Use this custom function in Python to have the data in a Pandas DataFrame.

import pandas as pd
import requests
from io import BytesIO

def read_url_pin(name):
  url = "https://posit.byui.edu/data/" + name + "/" + name + ".parquet"
  response = requests.get(url)
  if response.status_code == 200:
    parquet_content = BytesIO(response.content)
    pandas_dataframe = pd.read_parquet(parquet_content)
    return pandas_dataframe
  else:
    print(f"Failed to retrieve data.
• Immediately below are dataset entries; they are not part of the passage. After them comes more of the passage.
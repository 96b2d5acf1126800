//! Non-uniform vertical grids and the vertical index search
//!
//! Heights are stored as a table `heights[0..=n]` in metres above the domain
//! minimum: `heights[0]` is the ground reference (normally 0) and
//! `heights[k]` is the top of layer `k`, so layer `k` spans
//! `heights[k - 1] .. heights[k]` and has thickness `dz[k]`.
//!
//! Two tables exist per simulation: the flow-field table (`HOKART`, built by
//! geometric stretching) and the coarser transient-concentration table
//! (`HoKartTrans`, built by banded stretching up to a height cap).

use super::GridError;
use serde::{Deserialize, Serialize};
use tracing::info;

/// Fraction of the table probed first by [`vertical_index`]
///
/// Most particles and cells sit in the lowest part of the table, so the
/// first probe at `n / PROBE_FRACTION` usually discards seven eighths of the
/// search range in one comparison.
pub const PROBE_FRACTION: usize = 8;

/// Smallest `k` in `1..=n` with `heights[k] >= h`, clamped to `[1, n]`
///
/// `heights` must be strictly increasing with `heights.len() >= 2`. Exact
/// matches resolve to the matching index. Heights above the table top return
/// `n`, heights at or below `heights[1]` return `1`.
#[inline]
pub fn vertical_index(heights: &[f32], h: f32) -> usize {
    debug_assert!(heights.len() >= 2, "height table needs at least one layer");
    let n = heights.len() - 1;

    let probe = (n / PROBE_FRACTION).max(1);
    let (mut lo, mut hi) = if heights[probe] >= h {
        (1, probe)
    } else {
        (probe + 1, n)
    };

    while lo < hi {
        let mid = lo + (hi - lo) / 2;
        if heights[mid] >= h {
            hi = mid;
        } else {
            lo = mid + 1;
        }
    }

    lo.min(n)
}

#[inline]
fn is_positive(v: f32) -> bool {
    v.is_finite() && v > 0.0
}

/// Flow-field stretching parameters
#[derive(Debug, Clone, Serialize, Deserialize)]
pub struct StretchingConfig {
    /// Thickness of the lowest layer (m)
    pub first_layer: f32,

    /// Constant growth factor between consecutive layers
    pub factor: f32,

    /// Optional `(height, factor)` bands; when non-empty, the factor of the
    /// last band whose height is at or below the current table top is used
    /// instead of `factor`
    pub flexible: Vec<(f32, f32)>,
}

impl Default for StretchingConfig {
    fn default() -> Self {
        Self {
            first_layer: 2.0,
            factor: 1.01,
            flexible: Vec::new(),
        }
    }
}

impl StretchingConfig {
    fn factor_at(&self, height: f32) -> f32 {
        self.flexible
            .iter()
            .take_while(|(band_height, _)| *band_height <= height)
            .last()
            .map_or(self.factor, |(_, factor)| *factor)
    }
}

/// Transient concentration table parameters
#[derive(Debug, Clone, Serialize, Deserialize)]
pub struct TransientGridConfig {
    /// Thickness of the lowest layer (m)
    pub first_layer: f32,

    /// Stop adding layers once the table top reaches this height (m)
    pub height_cap: f32,

    /// Hard cap on the number of layers
    pub max_layers: usize,
}

impl Default for TransientGridConfig {
    fn default() -> Self {
        Self {
            first_layer: 2.0,
            height_cap: 800.0,
            max_layers: 100,
        }
    }
}

/// Stretching band of the transient table: `(below height, factor, max step)`
const TRANSIENT_BANDS: [(f32, f32, f32); 4] = [
    (30.0, 1.2, 4.0),
    (100.0, 1.3, 8.0),
    (400.0, 1.4, 12.0),
    (f32::INFINITY, 1.5, 20.0),
];

/// Monotone height table with per-layer thickness
#[derive(Debug, Clone, PartialEq, Serialize, Deserialize)]
pub struct VerticalGrid {
    /// `heights[0..=n]`, metres above the domain minimum
    heights: Vec<f32>,
    /// `dz[k] = heights[k] - heights[k - 1]`, `dz[0]` mirrors `dz[1]`
    dz: Vec<f32>,
}

impl VerticalGrid {
    /// Build from a height table `heights[0..=n]`
    ///
    /// # Errors
    /// Returns an error if the table has no layer, is not strictly
    /// increasing, or contains non-finite values.
    pub fn from_heights(heights: Vec<f32>) -> Result<Self, GridError> {
        if heights.len() < 2 {
            return Err(GridError::EmptyGrid);
        }

        let mut dz = Vec::with_capacity(heights.len());
        dz.push(0.0);
        for k in 1..heights.len() {
            let thickness = heights[k] - heights[k - 1];
            if !thickness.is_finite() {
                return Err(GridError::ZeroLayerThickness { layer: k });
            }
            if thickness <= 0.0 {
                return Err(GridError::NonMonotonicHeights { index: k });
            }
            dz.push(thickness);
        }
        dz[0] = dz[1];

        Ok(Self { heights, dz })
    }

    /// Geometrically stretched flow-field table with `nkk` layers
    ///
    /// # Errors
    /// Returns an error if the first layer or a stretching factor is not positive.
    pub fn stretched(config: &StretchingConfig, nkk: usize) -> Result<Self, GridError> {
        if nkk == 0 {
            return Err(GridError::EmptyGrid);
        }
        if !is_positive(config.first_layer) {
            return Err(GridError::InvalidStretching(format!(
                "first layer thickness {} must be positive",
                config.first_layer
            )));
        }
        if !is_positive(config.factor) || config.flexible.iter().any(|(_, f)| !is_positive(*f)) {
            return Err(GridError::InvalidStretching(
                "stretching factors must be positive".to_string(),
            ));
        }

        let mut heights = Vec::with_capacity(nkk + 1);
        heights.push(0.0);
        let mut thickness = config.first_layer;
        for k in 1..=nkk {
            let top = heights[k - 1];
            if k > 1 {
                thickness *= config.factor_at(top);
            }
            heights.push(top + thickness);
        }

        let grid = Self::from_heights(heights)?;
        info!(
            "Flow vertical grid: {} layers, first layer {:.2}m, top {:.1}m",
            grid.layers(),
            grid.dz(1),
            grid.top()
        );
        Ok(grid)
    }

    /// Coarser table used by the transient concentration grid
    ///
    /// Layer thickness grows by a band-dependent stretch factor but never
    /// beyond the band's maximum step (a thickness already above the step is
    /// kept, never shrunk). Layers are appended until the top reaches
    /// `height_cap` or `max_layers` layers exist.
    ///
    /// # Errors
    /// Returns an error if the first layer, cap, or layer limit is not positive.
    pub fn transient(config: &TransientGridConfig) -> Result<Self, GridError> {
        if !is_positive(config.first_layer)
            || !is_positive(config.height_cap)
            || config.max_layers == 0
        {
            return Err(GridError::InvalidStretching(format!(
                "transient grid needs positive first layer, cap and layer count: {config:?}"
            )));
        }

        let mut heights = vec![0.0_f32];
        let mut thickness = config.first_layer;
        while heights.len() <= config.max_layers {
            let top = heights[heights.len() - 1];
            if top >= config.height_cap {
                break;
            }
            if heights.len() > 1 {
                let (_, factor, max_step) = TRANSIENT_BANDS
                    .iter()
                    .copied()
                    .find(|(below, _, _)| top < *below)
                    .unwrap_or(TRANSIENT_BANDS[TRANSIENT_BANDS.len() - 1]);
                thickness = (thickness * factor).min(max_step.max(thickness));
            }
            heights.push(top + thickness);
        }

        let grid = Self::from_heights(heights)?;
        info!(
            "Transient vertical grid: {} layers, top {:.1}m",
            grid.layers(),
            grid.top()
        );
        Ok(grid)
    }

    /// Number of layers `n`
    #[inline]
    pub fn layers(&self) -> usize {
        self.heights.len() - 1
    }

    /// Height table `heights[0..=n]`
    #[inline]
    pub fn heights(&self) -> &[f32] {
        &self.heights
    }

    /// Top of layer `k`
    #[inline]
    pub fn height(&self, k: usize) -> f32 {
        self.heights[k.min(self.layers())]
    }

    /// Thickness of layer `k`, clamped to the table (`k = 0` and `k > n`
    /// return the nearest real layer)
    #[inline]
    pub fn dz(&self, k: usize) -> f32 {
        self.dz[k.min(self.layers())]
    }

    /// Distance between the centres of layers `k` and `k + 1`
    #[inline]
    pub fn center_spacing(&self, k: usize) -> f32 {
        0.5 * (self.dz(k) + self.dz(k + 1))
    }

    /// Table top (m)
    #[inline]
    pub fn top(&self) -> f32 {
        self.heights[self.layers()]
    }

    /// Layer containing height `h` (see [`vertical_index`])
    #[inline]
    pub fn index_of(&self, h: f32) -> usize {
        vertical_index(&self.heights, h)
    }
}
Status code: {response.status_code}")
    return None

# Example usage:
pandas_df = read_url_pin("dwellings_denver")

Authenticated Connection:

Our connect server is https://posit.byui.edu which you assign to your CONNECT_SERVER environment variable. You must create an API key and store it in your environment under CONNECT_API_KEY.

Read more about environment variables and the pins package to understand how these environment variables are stored and accessed in R and Python with pins.

library(pins)
board <- board_connect(auth = "auto")
dat <- pin_read(board, "hathawayj/dwellings_denver")
import os
from pins import board_rsconnect
from dotenv import load_dotenv
load_dotenv()
API_KEY = os.getenv('CONNECT_API_KEY')
SERVER = os.getenv('CONNECT_SERVER')

board = board_rsconnect(server_url=SERVER, api_key=API_KEY)
dat = board.pin_read("hathawayj/dwellings_denver")